La opción de quedarme en manga corta eternamente. Total, aquí suelen ser más los días cálidos que los fríos, con lo cual, teniendo chaquetas y abrigos ¡nadie se hiela con manga corta bajo tantas capas! Sobre todo, porque muchas veces sales de casa como si fueras a pasar la tarde en el Polo Norte, y luego entras en locales, tiendas y demás espacios con unas calefacciones puestas a la temperatura propia del centro del infierno. ¿De verdad es necesaria tanta calor en invierno? Con lo cual, si te abrigaste de forma adecuada saldrás sudando como un pollo de todas partes, te desabrigarás en la calle para que se te regule la temperatura ¡y resfriado al canto! Lo malo de esta opción es que apenas notaríamos diferencia entre nuestros looks de verano e invierno, y el año se nos haría muy monotemático.

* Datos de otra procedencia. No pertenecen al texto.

// crates/server/src/jobs/mod.rs
//! The follow job lifecycle.
//!
//! Provides:
//! - `SharedJobState`: the running flag and counters, shared with the job
//! - `JobController`: start/stop/status, one job at a time
//! - `JobError`: control-call rejections

pub mod controller;
pub mod state;
pub mod types;

pub use controller::JobController;
pub use state::SharedJobState;
pub use types::{JobError, JobId, JobOutcome, JobSnapshot, StartAck, StatusReport, StopReport};
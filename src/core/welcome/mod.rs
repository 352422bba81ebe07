pub mod welcome_commands;
pub mod welcome_models;
pub mod welcome_notices;
pub mod welcome_platform;
pub mod welcome_service;
pub mod welcome_store;

pub use welcome_models::{
    GuildConfigDocument, GuildEvent, GuildProfile, IncomingMessage, JoinedMember,
    MemberCountRecord, MessageOrigin,
};
pub use welcome_notices::Notice;
pub use welcome_platform::{GuildPlatform, PlatformError, Reply};
pub use welcome_service::{WelcomeService, DEFAULT_PREFIX};
pub use welcome_store::{GuildConfigStore, StoreError};
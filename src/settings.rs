// Runtime settings, read from the environment (and `.env`, which main loads
// first).

use crate::core::welcome::DEFAULT_PREFIX;
use std::path::PathBuf;

pub const DEFAULT_CONFIG_PATH: &str = "data/config.json";

#[derive(Debug, thiserror::Error)]
pub enum SettingsError {
    #[error("Missing DISCORD_TOKEN environment variable! Create a .env file with your bot token.")]
    MissingToken,
}

#[derive(Debug, Clone)]
pub struct BotSettings {
    pub token: String,
    pub config_path: PathBuf,
    pub prefix: String,
}

impl BotSettings {
    pub fn from_env() -> Result<Self, SettingsError> {
        Self::from_lookup(|key| std::env::var(key).ok())
    }

    /// Build settings from any key/value source.
    pub fn from_lookup(lookup: impl Fn(&str) -> Option<String>) -> Result<Self, SettingsError> {
        let non_blank = |key: &str| lookup(key).filter(|v| !v.trim().is_empty());

        let token = non_blank("DISCORD_TOKEN")
            .or_else(|| non_blank("TOKEN"))
            .ok_or(SettingsError::MissingToken)?;

        let config_path = non_blank("WELCOME_CONFIG_PATH")
            .map(PathBuf::from)
            .unwrap_or_else(|| PathBuf::from(DEFAULT_CONFIG_PATH));

        let prefix = non_blank("COMMAND_PREFIX")
            .map(|p| p.trim().to_string())
            .unwrap_or_else(|| DEFAULT_PREFIX.to_string());

        Ok(Self {
            token,
            config_path,
            prefix,
        })
    }
}
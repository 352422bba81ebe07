/// Prefix commands the bot understands.
#[derive(Debug, Clone, PartialEq, Eq)]
pub enum Command {
    /// `setwelcome [#channel]`, carrying the first channel mention if any.
    SetWelcome { channel_id: Option<u64> },
    Members,
    Help,
}

/// Parse a message into a command.
///
/// Returns `None` when the message doesn't start with `prefix`, is empty
/// after the prefix, or names a command we don't know. Command names are
/// case-insensitive.
pub fn parse_command(content: &str, prefix: &str) -> Option<Command> {
    let rest = content.strip_prefix(prefix)?.trim_start();
    let name_end = rest.find(char::is_whitespace).unwrap_or(rest.len());
    let (name, args) = rest.split_at(name_end);
    if name.is_empty() {
        return None;
    }

    match name.to_lowercase().as_str() {
        "setwelcome" => Some(Command::SetWelcome {
            channel_id: find_channel_mention(args),
        }),
        "members" => Some(Command::Members),
        "help" => Some(Command::Help),
        _ => None,
    }
}

/// First `<#id>` anywhere in `text`, even when glued to other characters
/// (`here:<#123>!` -> `Some(123)`).
pub fn find_channel_mention(text: &str) -> Option<u64> {
    text.match_indices("<#").find_map(|(start, _)| {
        let tail = &text[start + 2..];
        let digits = &tail[..tail.find('>')?];
        if digits.is_empty() || !digits.bytes().all(|b| b.is_ascii_digit()) {
            return None;
        }
        digits.parse::<u64>().ok()
    })
}

#[cfg(test)]
mod tests {
    use super::*;

    #[test]
    fn test_parse_basic_commands() {
        assert_eq!(parse_command("!members", "!"), Some(Command::Members));
        assert_eq!(parse_command("!help", "!"), Some(Command::Help));
        assert_eq!(
            parse_command("!setwelcome", "!"),
            Some(Command::SetWelcome { channel_id: None })
        );
    }

    #[test]
    fn test_command_names_are_case_insensitive() {
        assert_eq!(parse_command("!MeMbErS", "!"), Some(Command::Members));
        assert_eq!(parse_command("!HELP extra words", "!"), Some(Command::Help));
    }

    #[test]
    fn test_setwelcome_picks_first_channel_mention() {
        assert_eq!(
            parse_command("!setwelcome <#123>", "!"),
            Some(Command::SetWelcome {
                channel_id: Some(123)
            })
        );
        assert_eq!(
            parse_command("!setwelcome please   <#77> <#88>", "!"),
            Some(Command::SetWelcome {
                channel_id: Some(77)
            })
        );
        // A user mention is not a channel
        assert_eq!(
            parse_command("!setwelcome <@42>", "!"),
            Some(Command::SetWelcome { channel_id: None })
        );
    }

    #[test]
    fn test_ignored_messages() {
        assert_eq!(parse_command("members", "!"), None);
        assert_eq!(parse_command("!", "!"), None);
        assert_eq!(parse_command("!   ", "!"), None);
        assert_eq!(parse_command("!dance", "!"), None);
        assert_eq!(parse_command("?members", "!"), None);
    }

    #[test]
    fn test_custom_prefix() {
        assert_eq!(parse_command("wb!members", "wb!"), Some(Command::Members));
        assert_eq!(parse_command("!members", "wb!"), None);
    }

    #[test]
    fn test_setwelcome_finds_mentions_inside_text() {
        assert_eq!(
            parse_command("!setwelcome <#123>!", "!"),
            Some(Command::SetWelcome {
                channel_id: Some(123)
            })
        );
        assert_eq!(
            parse_command("!setwelcome here:<#123>", "!"),
            Some(Command::SetWelcome {
                channel_id: Some(123)
            })
        );
    }

    #[test]
    fn test_find_channel_mention() {
        assert_eq!(find_channel_mention("<#5>"), Some(5));
        assert_eq!(find_channel_mention("(<#5>)."), Some(5));
        assert_eq!(find_channel_mention("<#abc> then <#9>"), Some(9));
        assert_eq!(find_channel_mention("<#> <#12>"), Some(12));
        assert_eq!(find_channel_mention("<#abc>"), None);
        assert_eq!(find_channel_mention("#general"), None);
        assert_eq!(find_channel_mention("<#5"), None);
    }
}
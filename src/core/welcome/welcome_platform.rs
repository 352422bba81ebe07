// The platform port: everything the welcome service needs from the chat
// platform. The Discord layer implements it on top of serenity; tests use a
// recording fake.

use super::welcome_models::{GuildProfile, MessageOrigin};
use super::welcome_notices::Notice;
use async_trait::async_trait;

#[derive(Debug, thiserror::Error)]
pub enum PlatformError {
    #[error("Guild {0} is not available")]
    GuildUnavailable(u64),
    #[error("Platform request failed: {0}")]
    Request(String),
}

/// A response to a command message.
#[derive(Debug, Clone, PartialEq)]
pub enum Reply {
    Text(String),
    Notice(Notice),
}

#[async_trait]
pub trait GuildPlatform: Send + Sync {
    /// Authoritative member count, straight from the platform.
    async fn live_member_count(&self, guild_id: u64) -> Result<u64, PlatformError>;

    async fn guild_profile(&self, guild_id: u64) -> Result<GuildProfile, PlatformError>;

    /// Whether `channel_id` still resolves to a channel of `guild_id`.
    async fn channel_exists(&self, guild_id: u64, channel_id: u64) -> Result<bool, PlatformError>;

    async fn has_manage_guild(&self, guild_id: u64, user_id: u64) -> Result<bool, PlatformError>;

    async fn send_notice(&self, channel_id: u64, notice: Notice) -> Result<(), PlatformError>;

    async fn reply(&self, origin: &MessageOrigin, reply: Reply) -> Result<(), PlatformError>;
}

La culpa es de los pisos pequeños. (Y de las tallas grandes, pero de esto que no se entere nadie). Cada vez vivimos en pisos con menos metros y sin embargo, somos más dados al consumismo que nunca. Resultado: no hay metros hábiles en casa para tanto modelito. Las marcas low cost nos tientan con esos precios; nos surtimos de cantidad de prendas nuevas cada temporada, y por mucho cambio de armario que hagamos, al final no reutilizamos tanto como compramos. O al menos a mí esto es lo que me pasa. Tengo ropa que guardo desde hace una década porque no me queda bien pero ¿y si un día adelgazo? Me da pena deshacerme de ella. Sin embargo, como de momento no me vale, necesito comprar más, a fin de tapar los kilos reales que sí tengo a día de hoy. También me doy cuenta de que muchas prendas tienen la calidad justita para pasar la temporada. O sea, camisetas de 6 euros no podemos aspirar a que resistan 20 años, y por mucho que las guardes, sus pelotillas y su desgaste va a estar presente casi desde el primer día. Y las sacarás y guardarás muchas veces durante cada cambio de armario, sin volver a ponértelas más. Y así, en bucle.

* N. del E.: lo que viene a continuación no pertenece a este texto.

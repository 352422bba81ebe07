use super::welcome_models::{GuildConfigDocument, MemberCountRecord};
use async_trait::async_trait;
use chrono::{DateTime, Utc};

#[derive(Debug, thiserror::Error)]
pub enum StoreError {
    #[error("IO error: {0}")]
    Io(#[from] std::io::Error),
    #[error("Serialization error: {0}")]
    Serialization(#[from] serde_json::Error),
}

/// Per-guild bot configuration: welcome channels and cached member counts.
///
/// Every mutating call must leave the persisted copy in sync with memory
/// before it returns.
#[async_trait]
pub trait GuildConfigStore: Send + Sync {
    async fn set_welcome_channel(&self, guild_id: u64, channel_id: u64) -> Result<(), StoreError>;

    /// `None` means no welcome channel is configured.
    async fn get_welcome_channel(&self, guild_id: u64) -> Result<Option<u64>, StoreError>;

    async fn record_member_count(
        &self,
        guild_id: u64,
        count: u64,
        updated_at: DateTime<Utc>,
    ) -> Result<(), StoreError>;

    /// Returns `{count: 0, lastUpdated: "Never"}` for guilds never recorded.
    async fn get_member_count(&self, guild_id: u64) -> Result<MemberCountRecord, StoreError>;

    async fn snapshot(&self) -> Result<GuildConfigDocument, StoreError>;
}
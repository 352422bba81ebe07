// Discord commands module.
// Prefix commands are parsed by the welcome service; this only holds the
// lifecycle helpers.

// Add a new module for bot presence management
pub mod presence;
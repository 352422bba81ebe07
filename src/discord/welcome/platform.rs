// serenity-backed implementation of the `GuildPlatform` port.
//
// The gateway cache is the primary source: serenity keeps each guild's
// member_count, channel map and member list current as events arrive.
// HTTP is only used when a guild isn't cached yet.
//
// Cache references must never be held across an await, so every cache read
// below is finished within a single statement.

use super::embeds::to_embed;
use crate::core::welcome::{GuildPlatform, GuildProfile, MessageOrigin, Notice, PlatformError, Reply};
use async_trait::async_trait;
use poise::serenity_prelude::{self as serenity, CreateMessage};

pub struct SerenityPlatform<'a> {
    ctx: &'a serenity::Context,
}

impl<'a> SerenityPlatform<'a> {
    pub fn new(ctx: &'a serenity::Context) -> Self {
        Self { ctx }
    }
}

fn request_error(err: serenity::Error) -> PlatformError {
    PlatformError::Request(err.to_string())
}

/// Threads live outside the guild's channel map in the cache, but a welcome
/// channel set from inside a thread is still a valid target.
fn is_known_channel(
    id: serenity::ChannelId,
    channels: impl IntoIterator<Item = serenity::ChannelId>,
    threads: impl IntoIterator<Item = serenity::ChannelId>,
) -> bool {
    channels.into_iter().chain(threads).any(|c| c == id)
}

#[async_trait]
impl<'a> GuildPlatform for SerenityPlatform<'a> {
    async fn live_member_count(&self, guild_id: u64) -> Result<u64, PlatformError> {
        let gid = serenity::GuildId::new(guild_id);
        let cached = self.ctx.cache.guild(gid).map(|g| g.member_count);
        if let Some(count) = cached {
            return Ok(count);
        }

        let guild = self
            .ctx
            .http
            .get_guild_with_counts(gid)
            .await
            .map_err(request_error)?;
        guild
            .approximate_member_count
            .ok_or(PlatformError::GuildUnavailable(guild_id))
    }

    async fn guild_profile(&self, guild_id: u64) -> Result<GuildProfile, PlatformError> {
        let gid = serenity::GuildId::new(guild_id);
        let cached = self.ctx.cache.guild(gid).map(|g| GuildProfile {
            name: g.name.clone(),
            icon_url: g.icon_url(),
        });
        if let Some(profile) = cached {
            return Ok(profile);
        }

        let guild = gid.to_partial_guild(self.ctx).await.map_err(request_error)?;
        Ok(GuildProfile {
            name: guild.name.clone(),
            icon_url: guild.icon_url(),
        })
    }

    async fn channel_exists(&self, guild_id: u64, channel_id: u64) -> Result<bool, PlatformError> {
        let id = serenity::ChannelId::new(channel_id);
        self.ctx
            .cache
            .guild(serenity::GuildId::new(guild_id))
            .map(|g| {
                is_known_channel(
                    id,
                    g.channels.keys().copied(),
                    g.threads.iter().map(|t| t.id),
                )
            })
            .ok_or(PlatformError::GuildUnavailable(guild_id))
    }

    async fn has_manage_guild(&self, guild_id: u64, user_id: u64) -> Result<bool, PlatformError> {
        let gid = serenity::GuildId::new(guild_id);
        let member = gid
            .member(self.ctx, serenity::UserId::new(user_id))
            .await
            .map_err(request_error)?;

        // Owner and ADMINISTRATOR are folded in by member_permissions
        let permissions = self
            .ctx
            .cache
            .guild(gid)
            .map(|g| g.member_permissions(&member))
            .ok_or(PlatformError::GuildUnavailable(guild_id))?;

        Ok(permissions.manage_guild())
    }

    async fn send_notice(&self, channel_id: u64, notice: Notice) -> Result<(), PlatformError> {
        serenity::ChannelId::new(channel_id)
            .send_message(self.ctx, CreateMessage::new().embed(to_embed(&notice)))
            .await
            .map(|_| ())
            .map_err(request_error)
    }

    async fn reply(&self, origin: &MessageOrigin, reply: Reply) -> Result<(), PlatformError> {
        let channel_id = serenity::ChannelId::new(origin.channel_id);
        let message_id = serenity::MessageId::new(origin.message_id);

        let message = match reply {
            Reply::Text(text) => CreateMessage::new().content(text),
            Reply::Notice(notice) => CreateMessage::new().embed(to_embed(&notice)),
        }
        .reference_message((channel_id, message_id));

        channel_id
            .send_message(self.ctx, message)
            .await
            .map(|_| ())
            .map_err(request_error)
    }
}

A vosotras ¿os da tanta pereza el cambio de armario como a mí? ¿Disponéis de espacio suficiente para no tener que andar moviendo ropa y calzado cada pocos meses? Y es que como madre, no sólo tengo que enfrentarme a mi propio desafíos ¡sino al cambio de armario de toda la familia!

Mamá curvy

Siempre he sido una chica de talla grande pero la maternidad me hizo ser consciente de que ahora sí que no hay vuelta atrás. Por eso creo que la felicidad no se mide en kilos de peso, sino en curvas sinuosas. Si piensas que ser madre y sentirte mujer no son rasgos definitorios incompatibles ¡este es tu lugar!

4 comentarios:

  1. Yo no creo que cada vez vivamos en pisos más pequeños, además compramos un montón de ropa que no aprovechamos bien y la tenemos sin usar y quitando espacio. Yo aprovecho siempre el cambio de armario para retirar “joyas” que hace mucho que no me pongo. Reconozco que me da muuuucha pereza…pero creo que merece la pena!

    • Pues yo creo que nunca he hecho un cambio de armario y la verdad es que no tengo tanta ropa como para necesitar cambiarla por temporada. Yo creo que aprendi cuando al independizarme me mudaba de casa muy a menudo y tenia que empaquetar todo lo que tenia, aprendi a vivir con lo minimo.Lo que si hago un par de veces al año es revisar la ropa que tengo y tirar o donar la que ya no me sirve o no me gusta. Yo creo que es una buena excusa para ir de compras.

      • ¡Me siento la curvy consumista ahora mismo! Yo tengo cantidad de ropa pero también creo que es porque no tiro nada. Ojo, que tengo hasta rebeca de cuando mi madre era veinteañera y la mujer ya pasa de los 60. Pues me las pondré una vez al año pero no me deshago de ellas “por si acaso”. En casa tenemos vestidor, y muchos armarios, pero aún así necesito hacer el cambio de temporada porque todas juntas no me cabrían en ninguna parte.

    • ¡Me encanta esa sutileza respecto a las “joyas”! ¡Jajaja! Es cierto que seguro que todos tenemos cada cosa que sabemos que no vamos a usar y ahí siguen restando centímetros vitales. A mí me cuesta una barbaridad tirar nada, porque siempre pienso queme puede valer para algo, en el futuro, si pierdo peso, para estar por casa… Y la realidad es que luego nunca les doy uso.